* **Requirement**
For the records that follow, please set down exactly the lines between the one holding "generation is current." and the one holding "pub fn get_component<T: Component<Kind", inclusive, and only those.

* **Records**

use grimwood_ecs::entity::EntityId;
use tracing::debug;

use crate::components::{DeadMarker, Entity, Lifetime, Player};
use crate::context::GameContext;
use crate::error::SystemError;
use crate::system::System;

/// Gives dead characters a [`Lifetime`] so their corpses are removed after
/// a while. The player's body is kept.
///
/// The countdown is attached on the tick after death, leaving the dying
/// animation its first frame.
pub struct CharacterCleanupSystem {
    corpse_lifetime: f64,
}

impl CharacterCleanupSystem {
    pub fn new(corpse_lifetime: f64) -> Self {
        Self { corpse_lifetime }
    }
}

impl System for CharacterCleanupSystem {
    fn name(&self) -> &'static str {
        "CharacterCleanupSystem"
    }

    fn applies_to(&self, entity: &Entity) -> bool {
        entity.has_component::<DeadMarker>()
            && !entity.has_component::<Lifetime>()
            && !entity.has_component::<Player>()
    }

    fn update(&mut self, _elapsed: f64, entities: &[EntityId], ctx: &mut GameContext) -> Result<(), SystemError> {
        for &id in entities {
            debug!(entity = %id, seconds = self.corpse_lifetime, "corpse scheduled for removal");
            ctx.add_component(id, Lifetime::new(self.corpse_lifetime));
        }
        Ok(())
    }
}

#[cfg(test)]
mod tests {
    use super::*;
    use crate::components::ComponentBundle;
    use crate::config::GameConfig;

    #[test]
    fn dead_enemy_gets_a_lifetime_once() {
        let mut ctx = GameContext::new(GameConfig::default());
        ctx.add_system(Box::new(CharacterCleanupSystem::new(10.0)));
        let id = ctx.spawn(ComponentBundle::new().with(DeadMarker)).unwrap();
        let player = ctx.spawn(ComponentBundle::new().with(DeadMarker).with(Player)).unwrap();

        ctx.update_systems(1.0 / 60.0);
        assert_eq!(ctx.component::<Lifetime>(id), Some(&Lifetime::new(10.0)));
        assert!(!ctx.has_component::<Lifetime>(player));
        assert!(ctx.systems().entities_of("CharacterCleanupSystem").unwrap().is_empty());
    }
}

---

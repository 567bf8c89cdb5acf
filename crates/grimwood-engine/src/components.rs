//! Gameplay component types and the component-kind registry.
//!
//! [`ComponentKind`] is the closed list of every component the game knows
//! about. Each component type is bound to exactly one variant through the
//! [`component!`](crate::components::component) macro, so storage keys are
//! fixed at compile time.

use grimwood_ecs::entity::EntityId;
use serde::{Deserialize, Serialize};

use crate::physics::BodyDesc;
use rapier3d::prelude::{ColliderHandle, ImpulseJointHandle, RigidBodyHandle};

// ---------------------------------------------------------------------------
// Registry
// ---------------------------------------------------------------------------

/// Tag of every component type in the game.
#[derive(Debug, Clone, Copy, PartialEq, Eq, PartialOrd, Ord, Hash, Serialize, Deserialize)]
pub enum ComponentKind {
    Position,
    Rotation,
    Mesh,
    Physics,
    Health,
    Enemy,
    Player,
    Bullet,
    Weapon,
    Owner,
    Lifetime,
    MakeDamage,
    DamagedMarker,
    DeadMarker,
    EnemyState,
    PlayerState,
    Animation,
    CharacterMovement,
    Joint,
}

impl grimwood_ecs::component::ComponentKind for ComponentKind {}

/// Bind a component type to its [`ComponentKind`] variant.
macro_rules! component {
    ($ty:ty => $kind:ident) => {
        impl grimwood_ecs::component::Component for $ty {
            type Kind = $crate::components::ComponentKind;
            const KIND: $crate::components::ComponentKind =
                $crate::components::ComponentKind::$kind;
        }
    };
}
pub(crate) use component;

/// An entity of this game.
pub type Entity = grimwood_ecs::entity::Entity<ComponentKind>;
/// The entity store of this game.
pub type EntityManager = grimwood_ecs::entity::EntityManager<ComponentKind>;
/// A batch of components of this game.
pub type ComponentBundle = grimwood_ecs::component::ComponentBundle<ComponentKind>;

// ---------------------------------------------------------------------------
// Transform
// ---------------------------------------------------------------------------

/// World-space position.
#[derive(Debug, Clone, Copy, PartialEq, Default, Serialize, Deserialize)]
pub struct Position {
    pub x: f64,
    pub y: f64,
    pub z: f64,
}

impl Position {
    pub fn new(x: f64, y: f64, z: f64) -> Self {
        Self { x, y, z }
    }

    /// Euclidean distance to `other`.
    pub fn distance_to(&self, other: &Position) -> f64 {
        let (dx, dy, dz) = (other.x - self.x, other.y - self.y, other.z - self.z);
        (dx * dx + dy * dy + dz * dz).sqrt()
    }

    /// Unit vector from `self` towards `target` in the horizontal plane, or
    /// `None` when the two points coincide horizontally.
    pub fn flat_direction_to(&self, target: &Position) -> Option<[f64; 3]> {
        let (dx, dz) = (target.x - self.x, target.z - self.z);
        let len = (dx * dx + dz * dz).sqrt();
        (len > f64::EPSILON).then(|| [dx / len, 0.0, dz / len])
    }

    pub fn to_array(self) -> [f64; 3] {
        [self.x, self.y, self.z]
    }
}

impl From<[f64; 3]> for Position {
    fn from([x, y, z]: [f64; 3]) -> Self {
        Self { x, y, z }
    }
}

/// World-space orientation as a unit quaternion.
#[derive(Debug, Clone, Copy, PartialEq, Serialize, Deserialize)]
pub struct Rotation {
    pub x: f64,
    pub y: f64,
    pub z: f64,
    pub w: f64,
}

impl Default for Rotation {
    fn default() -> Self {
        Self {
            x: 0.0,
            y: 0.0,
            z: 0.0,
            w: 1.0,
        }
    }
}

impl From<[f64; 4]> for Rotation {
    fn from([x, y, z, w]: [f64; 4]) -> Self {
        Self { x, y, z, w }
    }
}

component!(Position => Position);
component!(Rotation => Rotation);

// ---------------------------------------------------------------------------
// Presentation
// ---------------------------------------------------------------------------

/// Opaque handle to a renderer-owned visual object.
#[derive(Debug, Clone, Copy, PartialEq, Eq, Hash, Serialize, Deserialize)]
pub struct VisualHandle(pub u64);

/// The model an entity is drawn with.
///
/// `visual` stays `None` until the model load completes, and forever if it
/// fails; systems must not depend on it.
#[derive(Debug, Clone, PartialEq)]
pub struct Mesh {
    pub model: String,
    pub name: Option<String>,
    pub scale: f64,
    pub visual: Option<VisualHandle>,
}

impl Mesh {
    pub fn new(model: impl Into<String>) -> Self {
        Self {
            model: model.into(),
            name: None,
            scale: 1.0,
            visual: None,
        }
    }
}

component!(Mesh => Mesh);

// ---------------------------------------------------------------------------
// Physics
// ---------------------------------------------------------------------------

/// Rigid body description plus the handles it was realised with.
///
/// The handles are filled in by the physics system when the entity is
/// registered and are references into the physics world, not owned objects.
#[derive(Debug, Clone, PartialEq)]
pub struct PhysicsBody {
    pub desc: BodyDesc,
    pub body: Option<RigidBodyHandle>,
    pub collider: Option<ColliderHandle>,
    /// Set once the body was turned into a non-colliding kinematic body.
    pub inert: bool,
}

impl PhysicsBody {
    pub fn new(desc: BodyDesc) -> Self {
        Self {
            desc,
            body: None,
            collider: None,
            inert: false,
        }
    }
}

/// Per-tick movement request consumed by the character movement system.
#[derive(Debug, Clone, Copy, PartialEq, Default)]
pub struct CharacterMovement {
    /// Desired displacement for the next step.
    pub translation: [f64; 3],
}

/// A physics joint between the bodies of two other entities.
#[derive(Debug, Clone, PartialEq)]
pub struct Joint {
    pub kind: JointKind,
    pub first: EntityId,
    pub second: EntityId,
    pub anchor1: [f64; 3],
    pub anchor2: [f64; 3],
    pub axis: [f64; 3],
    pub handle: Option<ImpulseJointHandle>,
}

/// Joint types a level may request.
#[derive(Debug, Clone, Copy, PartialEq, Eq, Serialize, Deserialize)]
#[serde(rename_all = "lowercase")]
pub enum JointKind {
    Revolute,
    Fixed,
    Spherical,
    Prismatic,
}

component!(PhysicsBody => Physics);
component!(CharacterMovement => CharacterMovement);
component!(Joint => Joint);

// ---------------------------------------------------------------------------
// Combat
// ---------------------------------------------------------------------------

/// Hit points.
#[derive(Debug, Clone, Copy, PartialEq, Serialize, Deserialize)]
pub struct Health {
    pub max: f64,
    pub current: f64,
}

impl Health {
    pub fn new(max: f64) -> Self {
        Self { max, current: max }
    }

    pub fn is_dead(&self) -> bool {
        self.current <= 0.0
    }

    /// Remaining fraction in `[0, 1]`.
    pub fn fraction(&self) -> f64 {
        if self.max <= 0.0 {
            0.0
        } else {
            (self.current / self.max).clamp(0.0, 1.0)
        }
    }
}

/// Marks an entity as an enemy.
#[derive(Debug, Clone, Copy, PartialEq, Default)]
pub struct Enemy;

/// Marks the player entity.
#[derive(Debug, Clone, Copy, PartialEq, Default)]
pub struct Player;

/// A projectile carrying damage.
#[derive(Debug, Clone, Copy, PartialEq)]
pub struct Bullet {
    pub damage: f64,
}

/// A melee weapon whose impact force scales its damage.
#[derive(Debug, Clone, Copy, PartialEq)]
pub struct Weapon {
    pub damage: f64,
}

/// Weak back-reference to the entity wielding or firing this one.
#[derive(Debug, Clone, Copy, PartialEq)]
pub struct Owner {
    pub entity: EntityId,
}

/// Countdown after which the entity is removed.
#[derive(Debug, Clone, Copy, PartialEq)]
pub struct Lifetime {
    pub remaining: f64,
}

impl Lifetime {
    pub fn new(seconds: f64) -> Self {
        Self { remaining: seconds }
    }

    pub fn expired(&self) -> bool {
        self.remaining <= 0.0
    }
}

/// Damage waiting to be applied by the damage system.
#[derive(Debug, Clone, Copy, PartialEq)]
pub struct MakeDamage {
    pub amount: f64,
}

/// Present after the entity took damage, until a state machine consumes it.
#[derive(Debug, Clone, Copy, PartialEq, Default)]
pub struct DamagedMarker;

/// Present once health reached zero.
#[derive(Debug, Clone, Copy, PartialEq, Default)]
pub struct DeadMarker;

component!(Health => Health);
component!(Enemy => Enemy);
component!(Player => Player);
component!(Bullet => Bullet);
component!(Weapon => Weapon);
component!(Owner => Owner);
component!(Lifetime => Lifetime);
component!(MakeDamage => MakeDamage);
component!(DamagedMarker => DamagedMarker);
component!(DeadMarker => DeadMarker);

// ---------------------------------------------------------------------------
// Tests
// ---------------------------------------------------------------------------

==

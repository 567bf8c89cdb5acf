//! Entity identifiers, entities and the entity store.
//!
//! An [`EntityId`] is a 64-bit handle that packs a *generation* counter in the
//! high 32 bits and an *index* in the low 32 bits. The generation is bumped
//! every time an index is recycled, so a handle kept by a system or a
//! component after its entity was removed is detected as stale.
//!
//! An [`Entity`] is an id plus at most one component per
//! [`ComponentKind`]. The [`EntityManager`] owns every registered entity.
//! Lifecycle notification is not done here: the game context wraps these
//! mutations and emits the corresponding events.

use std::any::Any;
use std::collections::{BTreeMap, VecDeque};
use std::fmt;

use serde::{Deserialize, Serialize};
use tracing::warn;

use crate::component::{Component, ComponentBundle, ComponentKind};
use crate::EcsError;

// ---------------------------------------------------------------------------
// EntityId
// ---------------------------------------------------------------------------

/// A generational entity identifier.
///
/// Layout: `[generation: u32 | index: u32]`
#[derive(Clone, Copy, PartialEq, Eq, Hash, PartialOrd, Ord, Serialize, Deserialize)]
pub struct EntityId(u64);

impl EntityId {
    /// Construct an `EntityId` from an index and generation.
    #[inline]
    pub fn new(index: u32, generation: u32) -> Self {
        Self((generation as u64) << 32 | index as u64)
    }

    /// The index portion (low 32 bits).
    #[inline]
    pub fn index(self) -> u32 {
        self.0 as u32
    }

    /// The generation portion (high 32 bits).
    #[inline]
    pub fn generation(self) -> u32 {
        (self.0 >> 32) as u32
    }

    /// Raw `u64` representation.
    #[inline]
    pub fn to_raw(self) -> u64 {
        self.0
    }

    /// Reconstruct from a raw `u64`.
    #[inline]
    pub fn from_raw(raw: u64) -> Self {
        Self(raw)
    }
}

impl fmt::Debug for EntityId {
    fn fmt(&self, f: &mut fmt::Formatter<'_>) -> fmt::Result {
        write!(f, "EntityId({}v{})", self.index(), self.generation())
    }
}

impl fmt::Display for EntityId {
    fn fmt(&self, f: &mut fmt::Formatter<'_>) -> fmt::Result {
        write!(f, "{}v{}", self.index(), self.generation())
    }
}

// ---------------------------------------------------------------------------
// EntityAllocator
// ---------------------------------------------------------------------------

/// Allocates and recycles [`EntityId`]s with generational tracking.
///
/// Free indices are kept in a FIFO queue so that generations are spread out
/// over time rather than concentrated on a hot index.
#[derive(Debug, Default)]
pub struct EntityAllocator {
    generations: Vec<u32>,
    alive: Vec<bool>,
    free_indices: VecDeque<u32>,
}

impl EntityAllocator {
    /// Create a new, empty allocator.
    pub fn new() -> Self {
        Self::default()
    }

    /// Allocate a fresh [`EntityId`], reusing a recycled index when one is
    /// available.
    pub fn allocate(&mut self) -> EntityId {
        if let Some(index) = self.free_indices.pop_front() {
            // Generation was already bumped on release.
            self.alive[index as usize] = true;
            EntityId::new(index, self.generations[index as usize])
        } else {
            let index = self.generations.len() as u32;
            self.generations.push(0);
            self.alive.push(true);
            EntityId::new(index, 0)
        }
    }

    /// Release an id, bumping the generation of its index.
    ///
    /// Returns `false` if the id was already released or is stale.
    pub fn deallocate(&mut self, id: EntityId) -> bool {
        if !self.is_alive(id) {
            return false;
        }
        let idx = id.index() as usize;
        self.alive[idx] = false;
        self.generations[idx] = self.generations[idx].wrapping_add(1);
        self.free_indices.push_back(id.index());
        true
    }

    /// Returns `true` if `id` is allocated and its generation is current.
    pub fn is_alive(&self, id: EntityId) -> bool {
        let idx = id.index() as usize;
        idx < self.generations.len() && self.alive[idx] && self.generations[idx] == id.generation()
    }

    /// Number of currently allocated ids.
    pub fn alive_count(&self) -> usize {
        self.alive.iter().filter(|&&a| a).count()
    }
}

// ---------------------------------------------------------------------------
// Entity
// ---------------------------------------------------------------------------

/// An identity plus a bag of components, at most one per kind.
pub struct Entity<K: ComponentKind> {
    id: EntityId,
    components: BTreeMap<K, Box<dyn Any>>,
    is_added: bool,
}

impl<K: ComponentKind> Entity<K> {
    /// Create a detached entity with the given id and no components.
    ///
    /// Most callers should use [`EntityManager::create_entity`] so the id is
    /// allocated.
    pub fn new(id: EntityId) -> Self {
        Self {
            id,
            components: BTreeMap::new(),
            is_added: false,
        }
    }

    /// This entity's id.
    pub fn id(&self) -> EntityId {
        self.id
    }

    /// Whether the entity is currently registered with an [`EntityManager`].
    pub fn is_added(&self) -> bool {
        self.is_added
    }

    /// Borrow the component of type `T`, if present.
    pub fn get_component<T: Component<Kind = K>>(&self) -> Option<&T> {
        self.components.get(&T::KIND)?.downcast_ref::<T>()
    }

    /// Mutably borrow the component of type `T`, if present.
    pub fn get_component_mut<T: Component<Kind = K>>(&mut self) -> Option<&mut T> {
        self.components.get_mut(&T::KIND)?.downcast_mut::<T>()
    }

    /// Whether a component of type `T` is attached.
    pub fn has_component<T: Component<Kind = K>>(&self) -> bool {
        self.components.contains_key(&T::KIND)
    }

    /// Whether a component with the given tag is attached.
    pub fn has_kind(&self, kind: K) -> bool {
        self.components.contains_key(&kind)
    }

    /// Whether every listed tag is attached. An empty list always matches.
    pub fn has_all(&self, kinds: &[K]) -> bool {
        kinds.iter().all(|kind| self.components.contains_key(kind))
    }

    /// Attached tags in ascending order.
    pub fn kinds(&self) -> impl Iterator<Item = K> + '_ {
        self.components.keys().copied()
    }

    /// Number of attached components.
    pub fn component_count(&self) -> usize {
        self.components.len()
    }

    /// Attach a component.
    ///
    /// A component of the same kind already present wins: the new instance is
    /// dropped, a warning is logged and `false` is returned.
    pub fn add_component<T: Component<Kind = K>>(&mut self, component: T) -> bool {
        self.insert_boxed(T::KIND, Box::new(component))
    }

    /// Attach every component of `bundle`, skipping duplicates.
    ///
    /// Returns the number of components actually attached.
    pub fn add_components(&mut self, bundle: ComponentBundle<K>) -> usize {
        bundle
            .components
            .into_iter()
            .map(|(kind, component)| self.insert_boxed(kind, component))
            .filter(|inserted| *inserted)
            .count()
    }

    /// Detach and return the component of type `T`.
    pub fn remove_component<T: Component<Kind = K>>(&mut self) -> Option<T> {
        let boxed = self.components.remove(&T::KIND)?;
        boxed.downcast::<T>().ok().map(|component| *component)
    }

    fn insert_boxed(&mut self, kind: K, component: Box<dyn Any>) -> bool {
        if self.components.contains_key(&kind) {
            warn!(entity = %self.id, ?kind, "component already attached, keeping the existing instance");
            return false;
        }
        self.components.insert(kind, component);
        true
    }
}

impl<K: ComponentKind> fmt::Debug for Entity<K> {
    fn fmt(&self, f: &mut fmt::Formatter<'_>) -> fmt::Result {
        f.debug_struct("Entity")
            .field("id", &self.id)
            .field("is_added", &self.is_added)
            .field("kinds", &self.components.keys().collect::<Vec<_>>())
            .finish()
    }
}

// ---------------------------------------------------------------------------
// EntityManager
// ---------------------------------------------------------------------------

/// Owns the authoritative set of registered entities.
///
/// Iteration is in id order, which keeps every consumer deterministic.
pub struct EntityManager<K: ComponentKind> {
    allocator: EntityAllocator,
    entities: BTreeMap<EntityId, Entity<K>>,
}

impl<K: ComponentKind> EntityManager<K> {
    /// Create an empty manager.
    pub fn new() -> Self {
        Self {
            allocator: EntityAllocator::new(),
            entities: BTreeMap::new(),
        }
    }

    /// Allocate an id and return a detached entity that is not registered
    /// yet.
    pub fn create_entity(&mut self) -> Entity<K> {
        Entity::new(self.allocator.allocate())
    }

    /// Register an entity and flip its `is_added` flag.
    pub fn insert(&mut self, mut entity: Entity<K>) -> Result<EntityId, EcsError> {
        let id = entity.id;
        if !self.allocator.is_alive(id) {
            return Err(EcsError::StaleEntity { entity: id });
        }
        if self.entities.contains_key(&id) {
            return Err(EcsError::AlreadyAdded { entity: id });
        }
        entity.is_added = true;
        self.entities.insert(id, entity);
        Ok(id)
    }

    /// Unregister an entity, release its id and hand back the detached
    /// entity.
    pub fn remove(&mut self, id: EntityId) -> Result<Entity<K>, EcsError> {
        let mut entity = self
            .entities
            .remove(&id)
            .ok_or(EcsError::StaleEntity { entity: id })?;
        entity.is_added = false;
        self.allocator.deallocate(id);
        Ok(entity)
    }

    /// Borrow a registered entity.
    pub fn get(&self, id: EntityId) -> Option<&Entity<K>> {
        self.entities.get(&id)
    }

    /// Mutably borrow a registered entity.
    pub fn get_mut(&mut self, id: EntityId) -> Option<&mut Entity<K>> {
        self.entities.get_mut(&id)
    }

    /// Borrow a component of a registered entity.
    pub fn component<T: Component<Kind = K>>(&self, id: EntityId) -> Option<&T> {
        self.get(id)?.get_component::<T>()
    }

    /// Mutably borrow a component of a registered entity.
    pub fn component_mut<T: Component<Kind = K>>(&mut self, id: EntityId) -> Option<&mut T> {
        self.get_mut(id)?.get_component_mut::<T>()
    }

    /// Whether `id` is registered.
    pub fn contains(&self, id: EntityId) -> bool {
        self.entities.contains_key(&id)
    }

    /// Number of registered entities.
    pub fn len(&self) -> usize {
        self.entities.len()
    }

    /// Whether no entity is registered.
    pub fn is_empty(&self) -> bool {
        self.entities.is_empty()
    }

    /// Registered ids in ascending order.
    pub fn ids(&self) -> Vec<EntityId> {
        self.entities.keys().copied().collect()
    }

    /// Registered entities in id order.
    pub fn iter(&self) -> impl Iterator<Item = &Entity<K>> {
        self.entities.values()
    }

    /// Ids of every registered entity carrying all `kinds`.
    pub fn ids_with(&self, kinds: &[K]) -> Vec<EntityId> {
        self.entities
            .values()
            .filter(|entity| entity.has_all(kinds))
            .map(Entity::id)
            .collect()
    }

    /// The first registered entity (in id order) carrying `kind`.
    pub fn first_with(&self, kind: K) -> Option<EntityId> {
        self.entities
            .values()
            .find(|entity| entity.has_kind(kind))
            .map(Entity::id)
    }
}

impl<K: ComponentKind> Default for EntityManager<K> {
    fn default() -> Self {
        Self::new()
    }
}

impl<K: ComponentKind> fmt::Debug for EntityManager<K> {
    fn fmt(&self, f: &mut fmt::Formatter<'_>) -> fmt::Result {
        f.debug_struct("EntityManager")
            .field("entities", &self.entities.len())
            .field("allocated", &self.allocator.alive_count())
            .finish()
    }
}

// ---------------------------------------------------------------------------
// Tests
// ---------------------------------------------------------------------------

* **Answer space**
    /// Returns `true` if `id` is allocated and its generation is current.
    pub fn is_alive(&self, id: EntityId) -> bool {
        let idx = id.index() as usize;
        idx < self.generations.len() && self.alive[idx] && self.generations[idx] == id.generation()
    }

    /// Number of currently allocated ids.
    pub fn alive_count(&self) -> usize {
        self.alive.iter().filter(|&&a| a).count()
    }
}

// ---------------------------------------------------------------------------
// Entity
// ---------------------------------------------------------------------------

/// An identity plus a bag of components, at most one per kind.
pub struct Entity<K: ComponentKind> {
    id: EntityId,
    components: BTreeMap<K, Box<dyn Any>>,
    is_added: bool,
}

impl<K: ComponentKind> Entity<K> {
    /// Create a detached entity with the given id and no components.
    ///
    /// Most callers should use [`EntityManager::create_entity`] so the id is
    /// allocated.
    pub fn new(id: EntityId) -> Self {
        Self {
            id,
            components: BTreeMap::new(),
            is_added: false,
        }
    }

    /// This entity's id.
    pub fn id(&self) -> EntityId {
        self.id
    }

    /// Whether the entity is currently registered with an [`EntityManager`].
    pub fn is_added(&self) -> bool {
        self.is_added
    }

    /// Borrow the component of type `T`, if present.
    pub fn get_component<T: Component<Kind = K>>(&self) -> Option<&T> {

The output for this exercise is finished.